A mulher brasileira no mercado de trabalho
Enviada em 07/12/2020
A mulher e o mercado de trabalho
Na obra “Utopia”, do escritor inglês Thomas More, é retratada uma sociedade perfeita, na qual o corpo social padroniza-se pela ausência de conflitos e problemas. No entanto, o que se observa na realidade contemporânea é o oposto do que o autor prega, uma vez que o papel da mulher no mercado de trabalho apresenta barreiras, as quais dificultam a concretização dos planos de More. Esse cenário antagônico é fruto da desigualdade salarial, quanto do assédio sofrido nesse ambiente, entre outras coisas. Diante disso, torna-se fundamental a discussão desses aspectos, a fim do pleno funcionamento da sociedade.
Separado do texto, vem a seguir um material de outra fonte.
mod board;
mod error;
mod history;
mod listeners;
mod nag;
mod path;
mod position;
mod rules;
mod state;
mod tree;
mod types;

pub use crate::board::{Board, BoardListener};
pub use crate::error::{FenError, IllegalMove, ParseError, TreeError};
pub use crate::history::{HistoryListener, MoveHistory, OpeningClassifier};
pub use crate::listeners::Listeners;
pub use crate::nag::Nag;
pub use crate::path::{Path, Walk};
pub use crate::position::Position;
pub use crate::rules::{candidate_moves, ChessRules, Rules};
pub use crate::state::{CastlingRights, GameState, START_FEN};
pub use crate::tree::{Node, NodeId, PositionTree, TreeId};
pub use crate::types::{
    CastleSide, Color, DrawType, File, Move, Piece, PieceKind, Promotion, Rank, Square,
};
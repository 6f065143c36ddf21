use std::fmt::Write as _;
use std::sync::Arc;

use anyhow::{ensure, Context};
use engine::{Board, BoardListener, Color, GameState, PieceKind, Square};
use log::debug;

use crate::events::{Command, CommandHandler, LoggingListener, Reply, HELP};

/// Game state plus the rules, history and annotations behind it. Every
/// command goes through here.
pub struct Game {
    board: Board,
}

impl Game {
    pub fn new() -> Self {
        Self::with_board(Board::new())
    }

    pub fn from_fen(fen: &str) -> anyhow::Result<Self> {
        Ok(Self::with_board(Board::from_state(playable_state(fen)?)))
    }

    fn with_board(board: Board) -> Self {
        let listener: Arc<dyn BoardListener> = Arc::new(LoggingListener);
        board.add_listener(listener);
        Self { board }
    }

    pub fn board(&self) -> &Board {
        &self.board
    }

    /// FEN plus the last move and anything notable about the position.
    pub fn status(&self) -> String {
        let board = &self.board;
        let mut out = board.state().to_fen();
        if let Some(description) = board.last_move_description() {
            let _ = write!(out, " after {description}");
        }
        if board.is_checkmate() {
            let _ = write!(out, " (checkmate, {} wins)", board.turn().opponent());
        } else if let Some(draw) = board.draw_type() {
            let _ = write!(out, " (draw by {draw})");
        } else if board.is_check() {
            out.push_str(" (check)");
        }
        out
    }

    /// The moves from the start to the current position, with glyphs and
    /// comments.
    pub fn line(&self) -> String {
        let history = self.board.history();
        let tree = history.tree();
        let mut parts = Vec::new();
        for id in history.current_line() {
            let node = &tree[id];
            let mut part = String::new();
            if let Some(description) = node.description() {
                part.push_str(description);
                for nag in node.nags() {
                    let _ = write!(part, "{nag}");
                }
            }
            if let Some(comment) = node.comment() {
                if !part.is_empty() {
                    part.push(' ');
                }
                let _ = write!(part, "{{{comment}}}");
            }
            if !part.is_empty() {
                parts.push(part);
            }
        }
        if parts.is_empty() {
            "start position".to_string()
        } else {
            parts.join(" ")
        }
    }

    fn legal_moves(&self, square: Square) -> String {
        let moves: Vec<String> = self
            .board
            .legal_moves_starting_on(square)
            .iter()
            .map(|mv| mv.long_algebraic())
            .collect();
        if moves.is_empty() {
            format!("no legal moves from {square}")
        } else {
            moves.join(" ")
        }
    }
}

/// Parses `fen`, refusing positions the rules cannot play from.
fn playable_state(fen: &str) -> anyhow::Result<GameState> {
    let state = GameState::from_fen(fen).with_context(|| format!("cannot start from '{fen}'"))?;
    for color in Color::ALL {
        let kings = state
            .position()
            .pieces()
            .filter(|(_, piece)| piece.color == color && piece.kind == PieceKind::King)
            .count();
        ensure!(kings == 1, "{color} needs exactly one king, found {kings}");
    }
    Ok(state)
}

impl Default for Game {
    fn default() -> Self {
        Self::new()
    }
}

impl CommandHandler for Game {
    fn handle(&mut self, command: Command) -> anyhow::Result<Reply> {
        let text = match command {
            Command::Play(mv) => {
                self.board.play(mv)?;
                self.status()
            }
            Command::Undo => {
                self.board.undo();
                self.status()
            }
            Command::Redo => {
                self.board.redo();
                self.status()
            }
            Command::Reset => {
                self.board.reset();
                self.status()
            }
            Command::End => {
                self.board.to_end_of_main_line();
                self.status()
            }
            Command::Fen(None) => self.board.state().to_fen(),
            Command::Fen(Some(fen)) => {
                self.board.set_state(playable_state(&fen)?);
                self.status()
            }
            Command::Moves(square) => self.legal_moves(square),
            Command::Line => self.line(),
            Command::Promote => {
                self.board.history_mut().promote_variation();
                self.line()
            }
            Command::Demote => {
                self.board.history_mut().demote_variation();
                self.line()
            }
            Command::Delete => {
                self.board.history_mut().delete_current();
                self.status()
            }
            Command::Clear => {
                self.board.history_mut().clear_variations();
                self.status()
            }
            Command::Comment(text) => {
                self.board.history_mut().set_comment(&text);
                self.line()
            }
            Command::Nag(nag) => {
                self.board.history_mut().toggle_nag(nag);
                self.line()
            }
            Command::Draw => {
                self.board.offer_draw();
                format!("{} offers a draw", self.board.turn())
            }
            Command::Resign => {
                self.board.resign();
                format!("{} resigns", self.board.turn())
            }
            Command::Help => HELP.to_string(),
            Command::Quit => return Ok(Reply::Quit),
        };
        debug!("reply: {text}");
        Ok(Reply::Text(text))
    }
}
Precipuamente, é fundamental pontuar que a diferença salarial é um problema bem machista, e que não ocorre apenas no Brasil, e sim no mundo todo. Segundo uma pesquisa do IBGE (Instituito Brasileiro de Geografia e Estatística), as trabalhadoras ganham, em média, 20,5% a menos que os homens no país. Desse modo, faz-se necessário a reformulação dessa postura estatal de forma urgente.
Ademais, é contundente ressaltar que o abuso que elas sofrem no trabalho. De acordo com o OIT (Organização Internacional do Trabalho), 52% das mulheres já sofreram essa situação. Mas, poucas moças denunciam por medo de serem demitidas ou desacreditadas. Já dizia a filósofa e jornalista, Djamila Ribeiro, “a gente luta por uma sociedade em que as mulheres possam ser consideras pessoas”.
Assim, medidas possíveis são necessárias para conter o avanço dessa problématica na sociedade brasileira. Dessarte, com o intuto de melhorar essa situção, precisa-se que o poder público crie alguma medida que fiscalizem a desigualdade de salários entre os gêneros, nas empresas, e atribuir multa àqueles que não cumprirem com os anseios da Constituição. Desse modo, mais meninas possam se sentir felizes e tranquilas para irem ao trabalho.